▸ Problem description
Which lines of the material contain the word "byte"? Show each one.
### Records ###
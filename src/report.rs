//! Conversion outcome and warning collection
//!
//! Every best-effort fallback in the pipeline is routed through [`Warnings`]
//! so callers can observe degradation instead of silently receiving defaults.

use serde::Serialize;

/// The output artifact of a conversion.
///
/// If `errors` is non-empty the conversion failed and `css` is empty; the two
/// are never both meaningfully populated. `warnings` may accompany either
/// outcome.
#[derive(Debug, Clone, Default, Serialize)]
pub struct ConversionResult {
    pub css: String,
    pub warnings: Vec<String>,
    pub errors: Vec<String>,
}

impl ConversionResult {
    /// A successful conversion with the given output text.
    pub fn success(css: String, warnings: Warnings) -> Self {
        ConversionResult {
            css,
            warnings: warnings.into_vec(),
            errors: Vec::new(),
        }
    }

    /// A failed conversion. The output text is voided; warnings collected up
    /// to the failure are kept.
    pub fn failure(message: impl Into<String>, warnings: Warnings) -> Self {
        ConversionResult {
            css: String::new(),
            warnings: warnings.into_vec(),
            errors: vec![message.into()],
        }
    }

    /// Whether the conversion produced usable output.
    pub fn is_ok(&self) -> bool {
        self.errors.is_empty()
    }
}

/// Ordered collector for non-fatal findings.
#[derive(Debug, Default)]
pub struct Warnings {
    entries: Vec<String>,
}

impl Warnings {
    pub fn new() -> Self {
        Warnings::default()
    }

    /// Record a warning. Also mirrored to the `tracing` facade so embedders
    /// with a subscriber see degradation as it happens.
    pub fn push(&mut self, message: impl Into<String>) {
        let message = message.into();
        tracing::warn!("{message}");
        self.entries.push(message);
    }

    pub fn is_empty(&self) -> bool {
        self.entries.is_empty()
    }

    pub fn len(&self) -> usize {
        self.entries.len()
    }

    pub fn into_vec(self) -> Vec<String> {
        self.entries
    }
}
//! Recursive-descent scanner for the configuration object literal
//!
//! Scans the token stream into a [`ConfigValue`] tree. The grammar is
//! minimal on purpose: objects, arrays, strings, `null`, booleans, and
//! balanced bare expressions. Anything expression-shaped (function calls,
//! arrow functions, spreads, arithmetic) is consumed as one balanced run and
//! kept as raw source text, so nested braces and commas inside call
//! parentheses never split an entry.
//!
//! The scanner is deliberately tolerant: stray commas are skipped, shorthand
//! and spread entries become opaque object entries, and a missing value reads
//! as `null`. Only structural imbalance (an unterminated object or array) is
//! an error, because at that point the outer literal cannot be delimited at
//! all.

use crate::config::tokens::{tokenize, Token};
use crate::config::value::ConfigValue;
use crate::error::ExtractError;
use std::ops::Range;

/// Scan one object literal from the start of `source`.
///
/// `source` must begin at the opening brace. Returns the scanned tree and the
/// byte offset one past the matching closing brace.
pub fn scan_object_literal(source: &str) -> Result<(ConfigValue, usize), ExtractError> {
    let mut scanner = Scanner::new(source);
    let value = scanner.parse_object()?;
    Ok((value, scanner.end_offset()))
}

struct Scanner<'a> {
    src: &'a str,
    tokens: Vec<(Token, Range<usize>)>,
    pos: usize,
    last_end: usize,
}

impl<'a> Scanner<'a> {
    fn new(src: &'a str) -> Self {
        Scanner {
            src,
            tokens: tokenize(src),
            pos: 0,
            last_end: 0,
        }
    }

    fn end_offset(&self) -> usize {
        self.last_end
    }

    fn peek(&self) -> Option<&Token> {
        self.tokens.get(self.pos).map(|(t, _)| t)
    }

    fn peek_second(&self) -> Option<&Token> {
        self.tokens.get(self.pos + 1).map(|(t, _)| t)
    }

    fn current_span(&self) -> Range<usize> {
        self.tokens
            .get(self.pos)
            .map(|(_, s)| s.clone())
            .unwrap_or(self.src.len()..self.src.len())
    }

    fn bump(&mut self) -> Option<Token> {
        let (token, span) = self.tokens.get(self.pos).cloned()?;
        self.pos += 1;
        self.last_end = span.end;
        Some(token)
    }

    fn error(&self, message: &str) -> ExtractError {
        ExtractError::Scan {
            message: message.to_string(),
            offset: self.current_span().start,
        }
    }

    fn parse_object(&mut self) -> Result<ConfigValue, ExtractError> {
        if !matches!(self.peek(), Some(Token::LBrace)) {
            return Err(self.error("expected '{'"));
        }
        self.bump();

        let mut entries = Vec::new();
        loop {
            match self.peek() {
                None => return Err(self.error("unterminated object")),
                Some(Token::RBrace) => {
                    self.bump();
                    break;
                }
                Some(Token::Comma) => {
                    self.bump();
                }
                Some(Token::Ident(_) | Token::Str(_))
                    if self.peek_second() == Some(&Token::Colon) =>
                {
                    let key = match self.bump() {
                        Some(Token::Ident(k)) | Some(Token::Str(k)) => k,
                        _ => unreachable!("peeked an identifier or string"),
                    };
                    self.bump(); // ':'
                    let value = self.parse_value()?;
                    entries.push((key, value));
                }
                Some(_) => {
                    // Spread entries and shorthand properties survive as
                    // opaque entries; the extraction never looks inside them.
                    let start = self.current_span().start;
                    let text = self.raw_run(start)?;
                    if text.is_empty() {
                        return Err(self.error("unexpected token in object"));
                    }
                    entries.push((text, ConfigValue::Null));
                }
            }
        }
        Ok(ConfigValue::Object(entries))
    }

    fn parse_array(&mut self) -> Result<ConfigValue, ExtractError> {
        self.bump(); // '['
        let mut items = Vec::new();
        loop {
            match self.peek() {
                None => return Err(self.error("unterminated array")),
                Some(Token::RBracket) => {
                    self.bump();
                    break;
                }
                Some(Token::Comma) => {
                    self.bump();
                }
                Some(_) => items.push(self.parse_value()?),
            }
        }
        Ok(ConfigValue::Array(items))
    }

    fn parse_value(&mut self) -> Result<ConfigValue, ExtractError> {
        match self.peek() {
            None => Err(self.error("expected value")),
            Some(Token::LBrace) => self.parse_object(),
            Some(Token::LBracket) => self.parse_array(),
            // A dangling `key:` before a closer reads as null.
            Some(Token::RBrace | Token::RBracket) => Ok(ConfigValue::Null),
            Some(Token::RParen) => Err(self.error("unexpected ')'")),
            Some(Token::Null | Token::True | Token::False | Token::Str(_)) => {
                let start = self.current_span().start;
                let token = self.bump().expect("peeked a token");
                if self.at_expression_end() {
                    Ok(match token {
                        Token::Null => ConfigValue::Null,
                        Token::True => ConfigValue::Bool(true),
                        Token::False => ConfigValue::Bool(false),
                        Token::Str(s) => ConfigValue::String(s),
                        _ => unreachable!("matched above"),
                    })
                } else {
                    // The literal continues into a larger expression, e.g.
                    // `'a' + suffix`. Keep the whole run as raw text.
                    let text = self.raw_run(start)?;
                    Ok(ConfigValue::Raw(text))
                }
            }
            Some(_) => {
                let start = self.current_span().start;
                let text = self.raw_run(start)?;
                if text.is_empty() {
                    Ok(ConfigValue::Null)
                } else {
                    Ok(ConfigValue::Raw(text))
                }
            }
        }
    }

    fn at_expression_end(&self) -> bool {
        matches!(
            self.peek(),
            None | Some(Token::Comma | Token::RBrace | Token::RBracket)
        )
    }

    /// Consume tokens until the expression that began at byte `start` ends at
    /// bracket depth zero, returning the trimmed source slice.
    fn raw_run(&mut self, start: usize) -> Result<String, ExtractError> {
        let mut depth = 0usize;
        let mut end = self.last_end.max(start);
        loop {
            match self.peek() {
                None => {
                    if depth > 0 {
                        return Err(self.error("unterminated expression"));
                    }
                    break;
                }
                Some(Token::Comma | Token::RBrace | Token::RBracket | Token::RParen)
                    if depth == 0 =>
                {
                    break;
                }
                Some(Token::LBrace | Token::LBracket | Token::LParen) => {
                    depth += 1;
                    self.bump();
                    end = self.last_end;
                }
                Some(Token::RBrace | Token::RBracket | Token::RParen) => {
                    depth -= 1;
                    self.bump();
                    end = self.last_end;
                }
                Some(_) => {
                    self.bump();
                    end = self.last_end;
                }
            }
        }
        Ok(self.src[start..end].trim().to_string())
    }
}

#[cfg(test)]
mod tests {
    use super::*;

    fn scan(source: &str) -> ConfigValue {
        scan_object_literal(source).unwrap().0
    }

    #[test]
    fn test_scan_flat_object() {
        let value = scan(r#"{ darkMode: 'class', important: true }"#);
        assert_eq!(value.get("darkMode").unwrap().as_str(), Some("class"));
        assert_eq!(value.get("important"), Some(&ConfigValue::Bool(true)));
    }

    #[test]
    fn test_scan_nested_objects_preserve_order() {
        let value = scan(r#"{ screens: { sm: '640px', md: '768px', lg: '1024px' } }"#);
        let screens = value.get("screens").unwrap().as_object().unwrap();
        let names: Vec<&str> = screens.iter().map(|(k, _)| k.as_str()).collect();
        assert_eq!(names, vec!["sm", "md", "lg"]);
    }

    #[test]
    fn test_scan_trailing_comma() {
        let value = scan("{ a: 'x', }");
        assert_eq!(value.get("a").unwrap().as_str(), Some("x"));
    }

    #[test]
    fn test_scan_call_expression_survives_commas() {
        let value = scan(r#"{ plugins: [require("@tailwindcss/typography"), daisyui] }"#);
        let plugins = value.get("plugins").unwrap().as_array().unwrap();
        assert_eq!(
            plugins[0],
            ConfigValue::Raw("require(\"@tailwindcss/typography\")".to_string())
        );
        assert_eq!(plugins[1], ConfigValue::Raw("daisyui".to_string()));
    }

    #[test]
    fn test_scan_call_with_embedded_comma() {
        let value = scan(r#"{ plugins: [plugin(one, two)] }"#);
        let plugins = value.get("plugins").unwrap().as_array().unwrap();
        assert_eq!(plugins.len(), 1);
        assert_eq!(plugins[0], ConfigValue::Raw("plugin(one, two)".to_string()));
    }

    #[test]
    fn test_scan_arrow_function_value_is_raw() {
        let value = scan(r#"{ typography: ({ theme }) => ({ css: {} }) }"#);
        match value.get("typography").unwrap() {
            ConfigValue::Raw(text) => assert!(text.starts_with("({ theme })")),
            other => panic!("expected raw value, got {other:?}"),
        }
    }

    #[test]
    fn test_scan_spread_entry_is_opaque() {
        let value = scan(r#"{ ...defaults, theme: {} }"#);
        let entries = value.as_object().unwrap();
        assert_eq!(entries[0].0, "...defaults");
        assert!(value.get("theme").is_some());
    }

    #[test]
    fn test_scan_null_and_quoted_keys() {
        let value = scan(r#"{ maxWidth: null, '2xl': '1536px' }"#);
        assert_eq!(value.get("maxWidth"), Some(&ConfigValue::Null));
        assert_eq!(value.get("2xl").unwrap().as_str(), Some("1536px"));
    }

    #[test]
    fn test_scan_reports_end_offset() {
        let source = "{ a: 'x' } satisfies Config";
        let (_, end) = scan_object_literal(source).unwrap();
        assert_eq!(&source[..end], "{ a: 'x' }");
    }

    #[test]
    fn test_scan_unterminated_object_fails() {
        let err = scan_object_literal("{ a: { b: 'x' }").unwrap_err();
        match err {
            ExtractError::Scan { message, .. } => assert!(message.contains("unterminated")),
            other => panic!("expected scan error, got {other:?}"),
        }
    }

    #[test]
    fn test_scan_bare_number_value() {
        let value = scan("{ columns: 3 }");
        assert_eq!(value.get("columns"), Some(&ConfigValue::Raw("3".to_string())));
    }
}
###
▸ Exercise response
/// byte offset one past the matching closing brace.
    /// Consume tokens until the expression that began at byte `start` ends at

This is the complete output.